Laughing and dancing away, I noticed that I had not seen Peter circle in the last few minutes, so I broke away to do a check, thinking he was most likely in a bathroom, had found another door, or joined the rest of the children in the basement. Looking in the bathrooms, closets, and any orifice that had a door, I could not find Peter, so I called on the kids and cousins to help me look and asked the dancers if they had seen Peter, Shortly, all twenty of us were searching the house again, and slowly spreading into the neighborhood. No Peter could be found. Where could he have gone?
Concern raising, we broke up into groups, some in cars, some on bikes, some walking, all of us going in different directions. We looked in yards, and at the nearby school with the wide array of playground equipment, we searched and searched. When we stopped and asked the local neighbors, some out washing their cars, others doing yard work, they also joined in search, giving up the their Sunday activities. We walked, we circled, we called, we checked any swimming pools, and the longer we could not find Peter, the more my heart was sinking.
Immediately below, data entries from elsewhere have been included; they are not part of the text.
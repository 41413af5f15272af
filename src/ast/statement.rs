use super::Expression;
use crate::graph::NodeId;
use std::mem;

/// A single emitted statement. Every statement remembers the node it was generated from.
#[derive(Debug, Clone, PartialEq)]
pub enum Statement {
    /// `await api.print(value)`
    Print { node: NodeId, value: Expression },
    /// `await api.delay(millis)`
    Delay { node: NodeId, millis: Expression },
    /// A branch owns its continuation: nothing follows it in the enclosing block
    /// that was reachable only through the branch node.
    If {
        node: NodeId,
        condition: Expression,
        then_branch: Block,
        else_branch: Block,
    },
}

impl Statement {
    pub fn node(&self) -> NodeId {
        match self {
            Statement::Print { node, .. }
            | Statement::Delay { node, .. }
            | Statement::If { node, .. } => *node,
        }
    }
}

/// An ordered sequence of statements.
#[derive(Debug, Clone, PartialEq, Default)]
pub struct Block {
    pub statements: Vec<Statement>,
}

impl Block {
    pub fn new(statements: Vec<Statement>) -> Self {
        Self { statements }
    }

    pub fn is_empty(&self) -> bool {
        self.statements.is_empty()
    }

    /// Counts statements at every nesting level, including both arms of every branch.
    pub fn statement_count(&self) -> usize {
        let mut pending = vec![self];
        let mut count = 0;
        while let Some(block) = pending.pop() {
            count += block.statements.len();
            for statement in &block.statements {
                if let Statement::If {
                    then_branch,
                    else_branch,
                    ..
                } = statement
                {
                    pending.push(then_branch);
                    pending.push(else_branch);
                }
            }
        }
        count
    }
}

impl Drop for Block {
    fn drop(&mut self) {
        let mut pending = mem::take(&mut self.statements);
        // Arms are emptied into `pending` first, so nested blocks drop shallowly.
        while let Some(statement) = pending.pop() {
            if let Statement::If {
                mut then_branch,
                mut else_branch,
                ..
            } = statement
            {
                pending.append(&mut then_branch.statements);
                pending.append(&mut else_branch.statements);
            }
        }
    }
}

/// The code path generated for one event node.
#[derive(Debug, Clone, PartialEq)]
pub struct EntryPoint {
    pub node: NodeId,
    pub title: String,
    pub body: Block,
}

/// The procedure generated from a graph: one independent code path per event node,
/// in graph iteration order.
#[derive(Debug, Clone, PartialEq, Default)]
pub struct Program {
    pub entries: Vec<EntryPoint>,
}

impl Program {
    pub fn statement_count(&self) -> usize {
        self.entries.iter().map(|e| e.body.statement_count()).sum()
    }
}
//! Runs generated programs against an injected capability object.
//!
//! The engine interprets the statement tree directly. Runtime failures are caught,
//! reported through the log sink and returned as an `ExecutionOutcome`; they never
//! propagate as panics.

use crate::ast::{Program, Statement};
use crate::graph::NodeId;
use crate::error::{EngineError, ExecutionError};
use crate::error::CapabilityError;
use crate::logging::LogSink;
use smol::Timer;
use std::future::Future;
use std::time::{Duration, Instant};

mod capabilities;

pub use capabilities::*;

/// Bounds on a single run.
#[derive(Debug, Clone, Copy, PartialEq, Eq)]
pub struct ExecutionLimits {
    /// Maximum number of statements executed across all entry points.
    pub max_steps: u64,
    /// Wall-clock budget. Checked around every statement and raced against every
    /// capability call.
    pub deadline: Option<Duration>,
}

impl Default for ExecutionLimits {
    fn default() -> Self {
        Self {
            max_steps: 10_000,
            deadline: None,
        }
    }
}

/// What happened when a program ran.
#[derive(Debug, Clone, PartialEq)]
pub enum ExecutionOutcome {
    Completed { steps: u64 },
    Failed(ExecutionError),
}

impl ExecutionOutcome {
    pub fn is_success(&self) -> bool {
        matches!(self, ExecutionOutcome::Completed { .. })
    }
}

#[derive(Debug, Clone)]
pub struct ExecutionEngine {
    limits: ExecutionLimits,
}

impl ExecutionEngine {
    pub fn new(limits: ExecutionLimits) -> Result<Self, EngineError> {
        if limits.max_steps == 0 {
            return Err(EngineError::InvalidLimits(
                "the step budget must be at least 1".to_string(),
            ));
        }
        if limits.deadline == Some(Duration::ZERO) {
            return Err(EngineError::InvalidLimits(
                "the deadline must be longer than zero".to_string(),
            ));
        }
        Ok(Self { limits })
    }

    pub fn limits(&self) -> ExecutionLimits {
        self.limits
    }

    /// Runs `program` to completion and reports the outcome to `sink`.
    pub async fn execute<C: Capabilities>(
        &self,
        program: &Program,
        capabilities: &mut C,
        sink: &mut dyn LogSink,
    ) -> ExecutionOutcome {
        match self.run(program, capabilities).await {
            Ok(steps) => {
                sink.success(&format!("Execution finished ({} step(s))", steps));
                ExecutionOutcome::Completed { steps }
            }
            Err(error) => {
                sink.error(&format!("Runtime error: {}", error));
                ExecutionOutcome::Failed(error)
            }
        }
    }

    /// Runs every entry point in order, awaiting each capability call. Returns the
    /// number of statements executed.
    pub async fn run<C: Capabilities>(
        &self,
        program: &Program,
        capabilities: &mut C,
    ) -> Result<u64, ExecutionError> {
        let started = Instant::now();
        let mut steps = 0u64;

        for entry in &program.entries {
            log::debug!("Running entry '{}' (#{})", entry.title, entry.node);
            let mut frames = vec![entry.body.statements.iter()];

            while let Some(frame) = frames.last_mut() {
                let Some(statement) = frame.next() else {
                    frames.pop();
                    continue;
                };
                steps += 1;
                self.check_budget(steps, started)?;

                match statement {
                    Statement::Print { node, value } => {
                        let value = value.evaluate();
                        self.call(*node, started, capabilities.print(&value)).await?;
                    }
                    Statement::Delay { node, millis } => {
                        let millis = millis.evaluate().to_number();
                        self.call(*node, started, capabilities.delay(millis)).await?;
                    }
                    Statement::If {
                        condition,
                        then_branch,
                        else_branch,
                        ..
                    } => {
                        let arm = if condition.evaluate().is_truthy() {
                            then_branch
                        } else {
                            else_branch
                        };
                        frames.push(arm.statements.iter());
                    }
                }
            }
        }

        Ok(steps)
    }

    /// Awaits one capability call, cancelling it once the deadline passes.
    async fn call<F>(&self, node: NodeId, started: Instant, call: F) -> Result<(), ExecutionError>
    where
        F: Future<Output = Result<(), CapabilityError>>,
    {
        let result = match self.remaining(started)? {
            None => Some(call.await),
            Some(remaining) => {
                smol::future::or(async { Some(call.await) }, async {
                    Timer::after(remaining).await;
                    None
                })
                .await
            }
        };
        match result {
            Some(result) => result.map_err(|source| ExecutionError::Capability { node, source })?,
            None => return Err(self.deadline_exceeded()),
        }
        // The call may have finished after the deadline without yielding.
        self.remaining(started).map(|_| ())
    }

    /// Time left before the deadline, `None` when there is no deadline.
    fn remaining(&self, started: Instant) -> Result<Option<Duration>, ExecutionError> {
        match self.limits.deadline {
            None => Ok(None),
            Some(deadline) => deadline
                .checked_sub(started.elapsed())
                .filter(|left| !left.is_zero())
                .map(Some)
                .ok_or_else(|| self.deadline_exceeded()),
        }
    }

    fn deadline_exceeded(&self) -> ExecutionError {
        let millis = self.limits.deadline.map_or(0, |d| d.as_millis());
        ExecutionError::DeadlineExceeded(millis)
    }

    fn check_budget(&self, steps: u64, started: Instant) -> Result<(), ExecutionError> {
        if steps > self.limits.max_steps {
            return Err(ExecutionError::StepLimitExceeded(self.limits.max_steps));
        }
        self.remaining(started).map(|_| ())
    }
}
Could this be the time we would not find him, or would he be hurt when we did, did someone take him?
I still remember hearing sirens in a distance and thinking that this is where we would find Peter. Thinking he had escaped to a busy road several blocks away, I maintained a calm demeanor, quietly praying, and continuing the search. By this time, the police were involved, three or four cars, so as we were walking we would see them circling.
It seemed like an eternity, and it was well over an hour, maybe two when we got the word from the police department. The police had enlisted the help of young boys on bikes and when these boys noticed a little boy swinging away on a swing set located in a backyard, they went up to the door and asked the owner if they knew him. Nope, not their child, so they called the police.
Finding Peter, he was just sitting and swinging. Was he all excited to see..not really...he was swinging. Was he afraid? No, he showed no sign on any anxiety, no comprehension that he has caused any commotion. He was just swinging. Did he understand that by now about forty people were now involved in the search and as every second passed, the enormity of the situation was weighing heavily on our hearts. How he walked blocks and blocks away without being seen, how he did not get hit by a car on his way, why he stopped where he did...nothing short of a miracle. And there he sat, swinging, just swinging, almost bothered that we had stopped the motion and he had to come with us.
This was just one more day in the life of Peter Labanowsky. It was as if he walked with this invisible wall around him, a wall that protected him, this wall seemed to encompass Peter in many experiences, this one a bit more harrowing than the others.
We went home, Peter as if nothing was array. We counting our blessings and thinking how we can never, and I mean never leave him out of our site! Thinking maybe we should be the first in the neighborhood to put up that forbidden fence, everyone hugging Peter, and he wondering "what is the big deal?"